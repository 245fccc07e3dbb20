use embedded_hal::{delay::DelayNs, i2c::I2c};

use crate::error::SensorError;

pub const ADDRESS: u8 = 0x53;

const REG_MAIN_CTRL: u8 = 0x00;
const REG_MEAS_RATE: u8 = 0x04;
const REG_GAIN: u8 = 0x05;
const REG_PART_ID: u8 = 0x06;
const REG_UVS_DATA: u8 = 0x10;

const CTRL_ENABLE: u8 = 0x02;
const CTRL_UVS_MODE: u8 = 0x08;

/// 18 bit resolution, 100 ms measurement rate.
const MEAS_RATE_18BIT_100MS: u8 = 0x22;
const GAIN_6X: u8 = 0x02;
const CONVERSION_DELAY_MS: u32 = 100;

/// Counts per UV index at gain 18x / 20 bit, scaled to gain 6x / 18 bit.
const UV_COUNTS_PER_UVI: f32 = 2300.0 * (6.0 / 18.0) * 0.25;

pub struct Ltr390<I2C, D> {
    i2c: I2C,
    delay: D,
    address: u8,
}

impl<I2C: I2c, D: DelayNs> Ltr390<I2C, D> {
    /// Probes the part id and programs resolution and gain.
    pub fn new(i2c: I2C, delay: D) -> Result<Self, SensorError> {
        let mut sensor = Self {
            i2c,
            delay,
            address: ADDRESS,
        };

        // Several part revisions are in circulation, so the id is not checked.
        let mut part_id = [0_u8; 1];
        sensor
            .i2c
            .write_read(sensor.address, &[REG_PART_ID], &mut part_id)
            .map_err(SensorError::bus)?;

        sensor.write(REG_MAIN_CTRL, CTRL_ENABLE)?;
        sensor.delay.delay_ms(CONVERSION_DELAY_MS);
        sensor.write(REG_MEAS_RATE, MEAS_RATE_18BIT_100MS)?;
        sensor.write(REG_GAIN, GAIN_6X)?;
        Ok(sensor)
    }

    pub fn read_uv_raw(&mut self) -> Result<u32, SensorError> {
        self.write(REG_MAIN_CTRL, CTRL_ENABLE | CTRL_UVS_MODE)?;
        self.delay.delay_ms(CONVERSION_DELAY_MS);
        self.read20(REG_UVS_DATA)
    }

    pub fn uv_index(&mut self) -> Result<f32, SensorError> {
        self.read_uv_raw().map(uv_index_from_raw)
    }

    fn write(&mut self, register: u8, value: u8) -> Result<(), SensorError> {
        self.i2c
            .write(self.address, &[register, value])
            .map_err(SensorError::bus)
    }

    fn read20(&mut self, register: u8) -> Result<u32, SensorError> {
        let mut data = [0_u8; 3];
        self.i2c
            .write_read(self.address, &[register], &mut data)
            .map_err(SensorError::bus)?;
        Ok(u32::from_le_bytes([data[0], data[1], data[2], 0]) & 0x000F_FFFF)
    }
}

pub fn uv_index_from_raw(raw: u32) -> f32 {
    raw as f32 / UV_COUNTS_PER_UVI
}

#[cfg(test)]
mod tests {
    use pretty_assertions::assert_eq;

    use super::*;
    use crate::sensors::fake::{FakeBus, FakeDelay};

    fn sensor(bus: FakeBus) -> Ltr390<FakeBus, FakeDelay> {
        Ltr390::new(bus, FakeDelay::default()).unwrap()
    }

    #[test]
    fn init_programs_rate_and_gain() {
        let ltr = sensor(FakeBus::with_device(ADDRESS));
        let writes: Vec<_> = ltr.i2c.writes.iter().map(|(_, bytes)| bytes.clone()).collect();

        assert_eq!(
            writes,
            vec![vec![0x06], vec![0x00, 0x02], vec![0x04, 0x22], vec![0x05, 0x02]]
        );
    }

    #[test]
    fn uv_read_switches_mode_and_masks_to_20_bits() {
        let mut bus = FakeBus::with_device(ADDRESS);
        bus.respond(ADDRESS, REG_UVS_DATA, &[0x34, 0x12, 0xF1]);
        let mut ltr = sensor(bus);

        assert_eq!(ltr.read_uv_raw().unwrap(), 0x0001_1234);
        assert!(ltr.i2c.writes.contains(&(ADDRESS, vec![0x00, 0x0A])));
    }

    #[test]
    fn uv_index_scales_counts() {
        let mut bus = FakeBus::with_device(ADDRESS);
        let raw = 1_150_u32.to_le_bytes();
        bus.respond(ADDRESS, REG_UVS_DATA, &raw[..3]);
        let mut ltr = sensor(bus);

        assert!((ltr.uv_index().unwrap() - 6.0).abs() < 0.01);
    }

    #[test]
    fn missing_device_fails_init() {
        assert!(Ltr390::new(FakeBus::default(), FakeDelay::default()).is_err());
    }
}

# [WORK ITEM]
All entries should be given again precisely as they appear above.

# [EXPECTED ANSWER]
repository 245fccc07e3dbb20
use embedded_hal::{delay::DelayNs, i2c::I2c};

use crate::error::SensorError;

pub const ADDRESS: u8 = 0x53;

const REG_MAIN_CTRL: u8 = 0x00;
const REG_MEAS_RATE: u8 = 0x04;
const REG_GAIN: u8 = 0x05;
const REG_PART_ID: u8 = 0x06;
const REG_UVS_DATA: u8 = 0x10;

const CTRL_ENABLE: u8 = 0x02;
const CTRL_UVS_MODE: u8 = 0x08;

/// 18 bit resolution, 100 ms measurement rate.
const MEAS_RATE_18BIT_100MS: u8 = 0x22;
const GAIN_6X: u8 = 0x02;
const CONVERSION_DELAY_MS: u32 = 100;

/// Counts per UV index at gain 18x / 20 bit, scaled to gain 6x / 18 bit.
const UV_COUNTS_PER_UVI: f32 = 2300.0 * (6.0 / 18.0) * 0.25;

pub struct Ltr390<I2C, D> {
    i2c: I2C,
    delay: D,
    address: u8,
}

impl<I2C: I2c, D: DelayNs> Ltr390<I2C, D> {
    /// Probes the part id and programs resolution and gain.
    pub fn new(i2c: I2C, delay: D) -> Result<Self, SensorError> {
        let mut sensor = Self {
            i2c,
            delay,
            address: ADDRESS,
        };

        // Several part revisions are in circulation, so the id is not checked.
        let mut part_id = [0_u8; 1];
        sensor
            .i2c
            .write_read(sensor.address, &[REG_PART_ID], &mut part_id)
            .map_err(SensorError::bus)?;

        sensor.write(REG_MAIN_CTRL, CTRL_ENABLE)?;
        sensor.delay.delay_ms(CONVERSION_DELAY_MS);
        sensor.write(REG_MEAS_RATE, MEAS_RATE_18BIT_100MS)?;
        sensor.write(REG_GAIN, GAIN_6X)?;
        Ok(sensor)
    }

    pub fn read_uv_raw(&mut self) -> Result<u32, SensorError> {
        self.write(REG_MAIN_CTRL, CTRL_ENABLE | CTRL_UVS_MODE)?;
        self.delay.delay_ms(CONVERSION_DELAY_MS);
        self.read20(REG_UVS_DATA)
    }

    pub fn uv_index(&mut self) -> Result<f32, SensorError> {
        self.read_uv_raw().map(uv_index_from_raw)
    }

    fn write(&mut self, register: u8, value: u8) -> Result<(), SensorError> {
        self.i2c
            .write(self.address, &[register, value])
            .map_err(SensorError::bus)
    }

    fn read20(&mut self, register: u8) -> Result<u32, SensorError> {
        let mut data = [0_u8; 3];
        self.i2c
            .write_read(self.address, &[register], &mut data)
            .map_err(SensorError::bus)?;
        Ok(u32::from_le_bytes([data[0], data[1], data[2], 0]) & 0x000F_FFFF)
    }
}

pub fn uv_index_from_raw(raw: u32) -> f32 {
    raw as f32 / UV_COUNTS_PER_UVI
}

#[cfg(test)]
mod tests {
    use pretty_assertions::assert_eq;

    use super::*;
    use crate::sensors::fake::{FakeBus, FakeDelay};

    fn sensor(bus: FakeBus) -> Ltr390<FakeBus, FakeDelay> {
        Ltr390::new(bus, FakeDelay::default()).unwrap()
    }

    #[test]
    fn init_programs_rate_and_gain() {
        let ltr = sensor(FakeBus::with_device(ADDRESS));
        let writes: Vec<_> = ltr.i2c.writes.iter().map(|(_, bytes)| bytes.clone()).collect();

        assert_eq!(
            writes,
            vec![vec![0x06], vec![0x00, 0x02], vec![0x04, 0x22], vec![0x05, 0x02]]
        );
    }

    #[test]
    fn uv_read_switches_mode_and_masks_to_20_bits() {
        let mut bus = FakeBus::with_device(ADDRESS);
        bus.respond(ADDRESS, REG_UVS_DATA, &[0x34, 0x12, 0xF1]);
        let mut ltr = sensor(bus);

        assert_eq!(ltr.read_uv_raw().unwrap(), 0x0001_1234);
        assert!(ltr.i2c.writes.contains(&(ADDRESS, vec![0x00, 0x0A])));
    }

    #[test]
    fn uv_index_scales_counts() {
        let mut bus = FakeBus::with_device(ADDRESS);
        let raw = 1_150_u32.to_le_bytes();
        bus.respond(ADDRESS, REG_UVS_DATA, &raw[..3]);
        let mut ltr = sensor(bus);

        assert!((ltr.uv_index().unwrap() - 6.0).abs() < 0.01);
    }

    #[test]
    fn missing_device_fails_init() {
        assert!(Ltr390::new(FakeBus::default(), FakeDelay::default()).is_err());
    }
}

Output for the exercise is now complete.